Dabei mache ich „Selbstversuche“. Wie fühlt sich dies an, was ist anders, besonders, was macht es mit mir? Daraus sind einige wichtige und merkwürdige Erfahrungen entstanden. Fakten, würde die Wissenschaft sagen. Wahrheiten würden andere meinen. Die Natur, insbesondere die Wälder sind so unterschiedlich und komplex. Es ist schwer, sie in Kategorien einzuteilen -obwohl dies Experten gerne machen – und kaum zu vergleichen.
Der Wald ist die komplexeste Lebensgemeinschaft auf unserer Erde. Unzählige Organismen und Ökosysteme leben von und miteinander, greifen ineinander ein, sind in Abhängigkeit und verändern sich.
Seit Jahrzehnten also besuche ich Wälder. In meiner eigenen Art. Langsam, behutsam, achtsam. Meine Fotoausrüstung und ein Rucksack für Eventualitäten begleiten mich stets. Ich beobachte, lausche und rieche. Ich fühle nicht nur mit Händen, sondern gehe so oft es möglich ist, barfuß. Ich schreibe auf und dokumentiere mit der schweren Profikamera. Und ich vergleiche. Wälder miteinander, Besuche in zeitlichem Abstand. Früher und jetzt und morgen.

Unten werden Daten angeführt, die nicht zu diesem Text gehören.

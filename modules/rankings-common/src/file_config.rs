use std::collections::HashSet;
use std::path::Path;

use serde::Deserialize;

use crate::error::{RankingError, Result};
use crate::types::{SourceId, Week};

/// TOML-backed job configuration: the week being collected and the list of
/// sources to scrape. Secrets stay in env vars.
#[derive(Debug, Clone, Deserialize)]
#[serde(deny_unknown_fields)]
pub struct JobsConfig {
    pub week: Week,
    #[serde(default = "default_model")]
    pub model: String,
    #[serde(default)]
    pub fetch: FetchSettings,
    #[serde(default)]
    pub jobs: Vec<JobSpec>,
}

#[derive(Debug, Clone, Deserialize)]
#[serde(deny_unknown_fields)]
pub struct FetchSettings {
    /// Render deadline before falling back to whatever DOM has loaded.
    #[serde(default = "default_timeout_secs")]
    pub timeout_secs: u64,
    /// Hard cap on normalized article text sent to the model.
    #[serde(default = "default_max_chars")]
    pub max_chars: usize,
    /// Upper bound on one inference round trip.
    #[serde(default = "default_inference_timeout_secs")]
    pub inference_timeout_secs: u64,
}

impl Default for FetchSettings {
    fn default() -> Self {
        Self {
            timeout_secs: default_timeout_secs(),
            max_chars: default_max_chars(),
            inference_timeout_secs: default_inference_timeout_secs(),
        }
    }
}

/// One publisher to scrape this cycle.
#[derive(Debug, Clone, Deserialize)]
#[serde(deny_unknown_fields)]
pub struct JobSpec {
    pub name: String,
    pub source_id: SourceId,
    /// Blank or missing URLs are skipped.
    #[serde(default)]
    pub url: Option<String>,
}

impl JobSpec {
    pub fn target_url(&self) -> Option<&str> {
        self.url.as_deref().map(str::trim).filter(|u| !u.is_empty())
    }
}

fn default_model() -> String {
    "gpt-4o".to_string()
}

fn default_timeout_secs() -> u64 {
    30
}

fn default_max_chars() -> usize {
    60_000
}

fn default_inference_timeout_secs() -> u64 {
    120
}

impl JobsConfig {
    pub fn load(path: &Path) -> Result<Self> {
        let content = std::fs::read_to_string(path).map_err(|e| {
            RankingError::Config(format!("Failed to read config file {}: {e}", path.display()))
        })?;
        Self::parse(&content)
            .map_err(|e| RankingError::Config(format!("{}: {e}", path.display())))
    }

    pub fn parse(content: &str) -> Result<Self> {
        let config: JobsConfig = toml::from_str(content)
            .map_err(|e| RankingError::Config(format!("Failed to parse jobs config: {e}")))?;
        config.validate()?;
        Ok(config)
    }

    fn validate(&self) -> Result<()> {
        let mut seen = HashSet::new();
        for job in &self.jobs {
            if !seen.insert(job.source_id) {
                return Err(RankingError::Config(format!(
                    "source_id {} is configured more than once",
                    job.source_id
                )));
            }
            if let Some(url) = job.target_url() {
                let parsed = url::Url::parse(url).map_err(|e| {
                    RankingError::Config(format!("job {}: invalid url {url}: {e}", job.name))
                })?;
                if parsed.scheme() != "http" && parsed.scheme() != "https" {
                    return Err(RankingError::Config(format!(
                        "job {}: only http/https urls are allowed",
                        job.name
                    )));
                }
            }
        }
        if self.fetch.max_chars == 0 {
            return Err(RankingError::Config("fetch.max_chars must be positive".into()));
        }
        Ok(())
    }
}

Meistens bin ich alleine. Aber ich weiß, dass nicht nur ich hier bin. Die Bäume, lebende, große und komplexe Lebewesen, die über die Wurzeln und über ihre Duftstoffe miteinander kommunizieren. Kleinstlebewesen wie Insekten und Spinnen, kleine, zarte Vögel und große, pfeilschnelle Greifvögel. Mäuse und Marder, Eichhörnchen und Rehe. Hirsche und Wildschweine… und viele tausend weitere, lebende Organismen, die mich wahrnehmen, die sich verstecken oder nur still dastehen.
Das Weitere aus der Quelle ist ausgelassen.